Sometimes, more
particularly when the railway was flooded, the congestion was so great that
one tent to sixteen men was considered a liberal allowance by the
authorities. The men thought otherwise. Once the sixteen were safely wedged
in, there they stopped for the night. There was, indeed, no encouragement
to wander abroad even if you could get out without the aid of a shoe-horn.

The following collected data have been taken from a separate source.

#[cfg(test)]
mod tests {
    use super::*;
    use crate::models::{DataSource, Observation};

    fn history(days: usize, with_extremes: bool) -> HistoricalSeries {
        let start = NaiveDate::from_ymd_opt(2024, 1, 1).unwrap();
        let observations = (0..days)
            .map(|i| {
                let t = -5.0 + 35.0 * (i as f64 / (days - 1) as f64);
                Observation {
                    date: start + Duration::days(i as i64),
                    temperature_c: t,
                    tmin: with_extremes.then_some(t - 3.0),
                    tmax: with_extremes.then_some(t + 5.0),
                    precipitation_mm: if i % 5 == 0 { 4.0 } else { 0.0 },
                    humidity: 50.0 + (i % 3) as f64,
                    wind_speed_ms: 2.0,
                }
            })
            .collect();
        HistoricalSeries::new(DataSource::File, observations)
    }

    fn local(days: usize) -> LocalForecast {
        LocalForecast {
            temperature: vec![10.0; days],
            precipitation: vec![-1.0; days],
        }
    }

    #[test]
    fn test_spread_from_history() {
        let spread = estimate_spread(&history(60, true));
        assert!((spread.above - 5.0).abs() < 1e-9);
        assert!((spread.below - 3.0).abs() < 1e-9);

        assert_eq!(estimate_spread(&history(60, false)), Spread::default());
    }

    #[test]
    fn test_local_only_fusion() {
        let history = history(30, true);
        let days = fuse(&history, &local(3), None, 3);

        assert_eq!(days.len(), 3);
        assert_eq!(days[0].date, NaiveDate::from_ymd_opt(2024, 1, 31).unwrap());
        assert_eq!(days[2].date, NaiveDate::from_ymd_opt(2024, 2, 2).unwrap());
        for day in &days {
            assert_eq!(day.provenance.data_source, FusionSource::LocalOnly);
            assert_eq!(day.provenance.weights, BlendWeights::LOCAL_ONLY);
            assert_eq!(day.precipitation_mm, 0.0);
            assert_eq!(day.tmax, 15.0);
            assert_eq!(day.tmin, 7.0);
            assert_eq!(day.wind_speed_ms, 2.0);
        }
    }

    #[test]
    fn test_external_fusion_blends_and_clamps() {
        let history = history(30, false);
        let start = NaiveDate::from_ymd_opt(2024, 6, 1).unwrap();
        let external = vec![
            ExternalDay {
                date: start,
                temperature_c: 20.0,
                tmax: Some(26.0),
                tmin: Some(14.0),
                precipitation_mm: Some(12.0),
                humidity: Some(80.0),
                wind_speed_ms: Some(5.0),
            },
            ExternalDay {
                date: start + Duration::days(1),
                temperature_c: 22.0,
                tmax: None,
                tmin: None,
                precipitation_mm: None,
                humidity: None,
                wind_speed_ms: None,
            },
        ];
        let days = fuse(&history, &local(4), Some(&external), 4);

        assert_eq!(days.len(), 4);
        let first = &days[0];
        assert_eq!(first.date, start);
        assert!((first.temperature_c - 18.5).abs() < 1e-9);
        assert!((first.precipitation_mm - 10.05).abs() < 1e-9);
        assert!((first.tmax - (0.85 * 26.0 + 0.15 * 23.0)).abs() < 1e-9);
        assert_eq!(first.humidity, 80.0);
        assert_eq!(first.provenance.data_source, FusionSource::ExternalFusion);

        // missing extremes fall back to the default spread
        let second = &days[1];
        assert!((second.tmax - (second.temperature_c + DEFAULT_SPREAD)).abs() < 1e-9);

        // short coverage reuses the last day with continuing dates
        assert_eq!(days[3].date, start + Duration::days(3));
        assert_eq!(days[3].temperature_c, days[1].temperature_c);
        assert!(days.windows(2).all(|w| w[0].date < w[1].date));
    }

    #[test]
    fn test_local_forecast_lengths() {
        let history = history(90, true);
        let model = ModelConfig::default();
        let local = local_forecast(&history, 7, &model);
        assert_eq!(local.temperature.len(), 7);
        assert_eq!(local.precipitation.len(), 7);
        assert!(local.temperature.iter().all(|v| v.is_finite()));
    }

    #[test]
    fn test_sequence_model_is_averaged_with_arima() {
        let history = history(90, true);
        let model = ModelConfig::default();
        let temperature = series::to_daily(&history.dates(), &history.temperatures());

        let primary = arima::forecast_series(&temperature, 7);
        let config = SequenceConfig {
            lookback: model.lookback,
            epochs: model.sequence_epochs,
            ..SequenceConfig::default()
        };
        let secondary = sequence::sequence_forecast(&temperature, 7, &config).unwrap();

        let local = local_forecast(&history, 7, &model);
        for (i, value) in local.temperature.iter().enumerate() {
            let mean = (primary.values[i] + secondary[i]) / 2.0;
            assert!((value - mean).abs() < 1e-9, "day {i}: {value} vs {mean}");
        }

        let without = ModelConfig {
            sequence_model: false,
            ..model
        };
        assert_eq!(local_forecast(&history, 7, &without).temperature, primary.values);
    }
}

Frequently a tent collapsed under the weight of its responsibilities, and
there are few things more disconcerting to a sleeping man than suddenly to
be enveloped in a mass of cold, clammy canvas. Mr. Jerome, in _Three Men in
a Boat_, speaks amusingly of his efforts at putting up a tent; by the same
token, his description as an onlooker of the efforts of sixteen sleepy but
infuriated soldiers, indifferently protected by a ground-sheet against the
cold blast and the pouring rain, struggling to erect a tent in ankle-deep
mud would have been deliriously comic. One party acquired a number of
wooden boxes--once the home of tins of "Ideal" milk--with which to make a
floor for their tent. This answered satisfactorily for a time, until the
heavens opened and the rain descended almost solidly for three days. On the
third night the sleepers were awakened by the sound of rushing waters.
Their floor was afloat, a raft on a sea of mud and rain, and in a few
moments the tent made an unsuccessful attempt to act as a sail.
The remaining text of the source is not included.